When real estate property is disposed of by persons or entities not subject to income tax or who benefit from special exemptions, the new law applies capital gains tax at a rate of 15 percent. The same rate is also applied to those subject to income tax if the property is not related to their profession. Exemptions from capital gains tax apply to up to two primary residences of persons and to properties held for more than 12 years.

The new law also sought to address the issue of illegal occupancy of maritime properties, giving a three-month deadline from the date of its publishing in the Official Gazette to apply for a permit for periodic exploitation in such cases and imposing annual penalties on such exploitation.

Other noteworthy changes resulting from Law No.65 include an increase in the value added tax (VAT) rate from 10 percent to 11 percent, effective from the first quarter of 2018, and an increase in the corporate income tax rate for joint stock companies (SAL), limited liability companies (SARL) and limited partnerships by shares (SCA) from 15 percent to 17 percent for the calendar year ending on December 31, 2017. An increased stamp duty rate, from 3 to the current 4 percent, is to be calculated on the initial amount net of VAT, with the VAT separately stated.

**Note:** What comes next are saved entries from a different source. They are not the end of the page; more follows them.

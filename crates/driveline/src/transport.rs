//! The seam between bound commands and whatever issues HTTP requests.
//!
//! This crate never performs network I/O. A [`Transport`] receives a fully
//! rendered [`WireRequest`] and hands back the status code and parsed body;
//! classification of that pair happens on this side of the seam.

use std::fmt;
use std::sync::Arc;

use driveline_protocol::HttpMethod;
use serde::Serialize;
use serde_json::Value;
use url::Url;

use crate::error::{DriverResult, error_from_response_body};
use crate::response::is_successful_response;

/// A request ready to be sent.
#[derive(Debug, Clone, PartialEq, Eq, Serialize)]
pub struct WireRequest {
    /// Command the request was rendered for.
    pub command: String,
    /// HTTP method.
    pub method: HttpMethod,
    /// Fully resolved URL.
    pub url: Url,
    /// Serialized JSON body, if the method carries one.
    #[serde(skip_serializing_if = "Option::is_none")]
    pub body: Option<String>,
}

impl fmt::Display for WireRequest {
    fn fmt(&self, f: &mut fmt::Formatter<'_>) -> fmt::Result {
        write!(f, "{} {}", self.method, self.url)
    }
}

/// What came back from the server.
#[derive(Debug, Clone, PartialEq, Default)]
pub struct WireResponse {
    /// HTTP status code.
    pub status: u16,
    /// Parsed JSON body; `None` when the body was empty or not JSON.
    pub body: Option<Value>,
}

impl WireResponse {
    /// Response with a JSON body.
    pub fn new(status: u16, body: Value) -> Self {
        Self {
            status,
            body: Some(body),
        }
    }

    /// Response without a body.
    pub fn empty(status: u16) -> Self {
        Self { status, body: None }
    }

    /// Classify the response.
    pub fn is_success(&self) -> bool {
        is_successful_response(self.status, self.body.as_ref())
    }

    /// The body's `value` on success (`null` when absent), the synthesized
    /// error otherwise.
    pub fn into_result(self) -> DriverResult<Value> {
        if !self.is_success() {
            return Err(error_from_response_body(self.body.as_ref()));
        }
        Ok(self
            .body
            .and_then(|mut body| body.get_mut("value").map(Value::take))
            .unwrap_or(Value::Null))
    }
}

/// Sends rendered requests.
///
/// Implementations report connection-level failures as
/// [`DriverError::Transport`](crate::DriverError::Transport); HTTP-level
/// failures are returned as ordinary responses.
pub trait Transport: Send + Sync + fmt::Debug {
    /// Send one request and wait for the response.
    fn send(&self, request: &WireRequest) -> DriverResult<WireResponse>;
}

impl<T: Transport + ?Sized> Transport for Arc<T> {
    fn send(&self, request: &WireRequest) -> DriverResult<WireResponse> {
        (**self).send(request)
    }
}

impl<T: Transport + ?Sized> Transport for &T {
    fn send(&self, request: &WireRequest) -> DriverResult<WireResponse> {
        (**self).send(request)
    }
}
//! Client configuration.
//!
//! Describes where the automation server lives. Loaded from TOML, YAML or JSON
//! with environment overrides, or built in code.

use std::path::{Path, PathBuf};

use serde::{Deserialize, Serialize};
use url::Url;

/// Environment variable prefix for overrides, e.g. `DRIVELINE_PORT=9515`.
pub const ENV_PREFIX: &str = "DRIVELINE";

/// Configuration error types
#[derive(Debug, thiserror::Error)]
pub enum ConfigError {
    /// Config file not found
    #[error("Configuration file not found: {0}")]
    FileNotFound(PathBuf),

    /// Unsupported file format
    #[error("Unsupported configuration file format. Use .toml, .yaml, .yml, or .json")]
    UnsupportedFormat,

    /// Configuration parsing error
    #[error("Failed to parse configuration: {0}")]
    ParseError(#[from] config::ConfigError),

    /// The configured server address is not a valid URL
    #[error("Invalid server address {address}: {source}")]
    InvalidAddress {
        /// The address that was assembled from the configuration.
        address: String,
        /// Why it did not parse.
        source: url::ParseError,
    },
}

/// Where the automation server lives and how chatty the client is.
#[derive(Debug, Clone, PartialEq, Eq, Serialize, Deserialize)]
#[serde(default)]
pub struct ClientConfig {
    /// `http` or `https`.
    pub protocol: String,
    /// Server host name.
    pub hostname: String,
    /// Server port.
    pub port: u16,
    /// Path prefix of the server, e.g. `/wd/hub`.
    pub path: String,
    /// Default log filter when none is given on the command line.
    pub log_level: String,
}

impl Default for ClientConfig {
    fn default() -> Self {
        Self {
            protocol: "http".to_string(),
            hostname: "localhost".to_string(),
            port: 4444,
            path: "/".to_string(),
            log_level: "info".to_string(),
        }
    }
}

impl ClientConfig {
    /// Load configuration from a file (TOML, YAML, or JSON)
    ///
    /// Environment variables with the `DRIVELINE_` prefix override file
    /// settings, e.g. `DRIVELINE_PORT=9515`.
    ///
    /// ```rust,no_run
    /// use driveline::ClientConfig;
    ///
    /// let config = ClientConfig::from_file("driveline.toml")?;
    /// println!("{}", config.base_url()?);
    /// # Ok::<(), Box<dyn std::error::Error>>(())
    /// ```
    pub fn from_file(path: impl AsRef<Path>) -> Result<Self, ConfigError> {
        Self::from_file_with_prefix(path, ENV_PREFIX)
    }

    /// Load configuration from a file with a custom environment prefix.
    pub fn from_file_with_prefix(
        path: impl AsRef<Path>,
        env_prefix: &str,
    ) -> Result<Self, ConfigError> {
        use config::{Config, Environment, File, FileFormat};

        let path = path.as_ref();

        if !path.exists() {
            return Err(ConfigError::FileNotFound(path.to_path_buf()));
        }

        let format = match path.extension().and_then(|s| s.to_str()) {
            Some("toml") => FileFormat::Toml,
            Some("yaml") | Some("yml") => FileFormat::Yaml,
            Some("json") => FileFormat::Json,
            _ => return Err(ConfigError::UnsupportedFormat),
        };

        let config = Config::builder()
            .add_source(File::new(
                path.to_str().ok_or(ConfigError::UnsupportedFormat)?,
                format,
            ))
            .add_source(
                Environment::with_prefix(env_prefix)
                    .separator("__")
                    .try_parsing(true),
            )
            .build()?;

        Ok(config.try_deserialize()?)
    }

    /// Base URL every endpoint is appended to.
    pub fn base_url(&self) -> Result<Url, ConfigError> {
        let path = if self.path.starts_with('/') {
            self.path.clone()
        } else {
            format!("/{}", self.path)
        };
        let address = format!("{}://{}:{}{}", self.protocol, self.hostname, self.port, path);
        Url::parse(&address).map_err(|source| ConfigError::InvalidAddress { address, source })
    }
}
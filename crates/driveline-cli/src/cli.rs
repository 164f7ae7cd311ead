//! CLI argument parsing

use std::path::PathBuf;

use clap::{Args, Parser, Subcommand};
use tracing_subscriber::EnvFilter;

use crate::error::{CliError, CliResult};
use crate::output::OutputFormat;

/// driveline - inspect WebDriver command resolution offline
///
/// Classify sessions from their capabilities, list the commands a session
/// resolves to and render requests without talking to a server.
#[derive(Parser, Debug)]
#[command(
    name = "driveline",
    version,
    about = "Inspect WebDriver session classification, command tables and responses",
    long_about = "Works entirely offline on capability records and response bodies stored as JSON.\n\
                  Use it to see which protocol dialect and vendor extensions a session would get,\n\
                  how a command call renders on the wire and how a response would be classified.",
    author
)]
pub struct Cli {
    /// Subcommand to execute
    #[command(subcommand)]
    pub command: Command,

    /// Enable verbose logging (-v, -vv, -vvv for trace)
    #[arg(short, long, action = clap::ArgAction::Count, global = true)]
    pub verbose: u8,

    /// Client configuration file (TOML, YAML or JSON)
    #[arg(short, long, global = true, env = "DRIVELINE_CONFIG")]
    pub config: Option<PathBuf>,

    /// Output format
    #[arg(short = 'f', long, value_enum, default_value = "human", global = true)]
    pub format: OutputFormat,
}

/// Available subcommands
#[derive(Subcommand, Debug)]
pub enum Command {
    /// Classify a session from its capabilities
    Flags(SessionArgs),

    /// List the commands a session resolves to
    Commands {
        /// Capability records
        #[command(flatten)]
        session: SessionArgs,

        /// Only show commands whose name contains this text
        #[arg(long)]
        filter: Option<String>,
    },

    /// Show endpoint and parameters of one command
    Describe {
        /// Command name, e.g. navigateTo
        name: String,

        /// Capability records
        #[command(flatten)]
        session: SessionArgs,
    },

    /// Validate a call and render the request it would send
    Prepare {
        /// Command name, e.g. navigateTo
        name: String,

        /// Capability records
        #[command(flatten)]
        session: SessionArgs,

        /// Call arguments as a JSON array
        #[arg(long, short = 'a', default_value = "[]")]
        args: String,

        /// Session id substituted for :sessionId
        #[arg(long)]
        session_id: Option<String>,
    },

    /// Classify a response status and body
    Classify {
        /// HTTP status code
        #[arg(long)]
        status: u16,

        /// Response body as JSON (omit for an empty body)
        #[arg(long)]
        body: Option<String>,
    },
}

/// Capability records describing a session
#[derive(Args, Debug, Clone)]
pub struct SessionArgs {
    /// JSON file with the capabilities the server returned
    #[arg(long)]
    pub capabilities: PathBuf,

    /// JSON file with the capabilities the client requested
    #[arg(long)]
    pub requested: Option<PathBuf>,

    /// Server host name (defaults to the configured one)
    #[arg(long)]
    pub hostname: Option<String>,
}

impl Cli {
    /// Log filter for this invocation.
    ///
    /// `-v` flags win over the configured level; `RUST_LOG` wins over both.
    pub fn log_filter(&self, configured: &str) -> String {
        match self.verbose {
            0 => configured.to_string(),
            1 => "debug".to_string(),
            _ => "trace".to_string(),
        }
    }

    /// Initialize the stderr tracing subscriber
    ///
    /// # Errors
    ///
    /// Returns [`CliError::Logging`] if a global subscriber is already set.
    pub fn init_tracing(&self, configured: &str) -> CliResult<()> {
        let filter = EnvFilter::try_from_default_env()
            .unwrap_or_else(|_| EnvFilter::new(self.log_filter(configured)));

        tracing_subscriber::fmt()
            .with_env_filter(filter)
            .with_writer(std::io::stderr)
            .with_target(false)
            .try_init()
            .map_err(|e| CliError::Logging(e.to_string()))
    }
}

Tax on interest was increased from 5 to 7 percent and is no longer considered as a tax credit on annual corporate income tax but is now a deductible expense for corporate income tax. Taxpayers subject to deemed profit taxation in line with article 44 of the Income Tax Law will now have their net interest income (after tax on interest) considered as part of the taxable income subject to deemed profit taxation. Tax on dividends is now applied at a standard rate of 10 percent, effectively cancelling the previous discounted rate of 5 percent for companies that met certain criteria.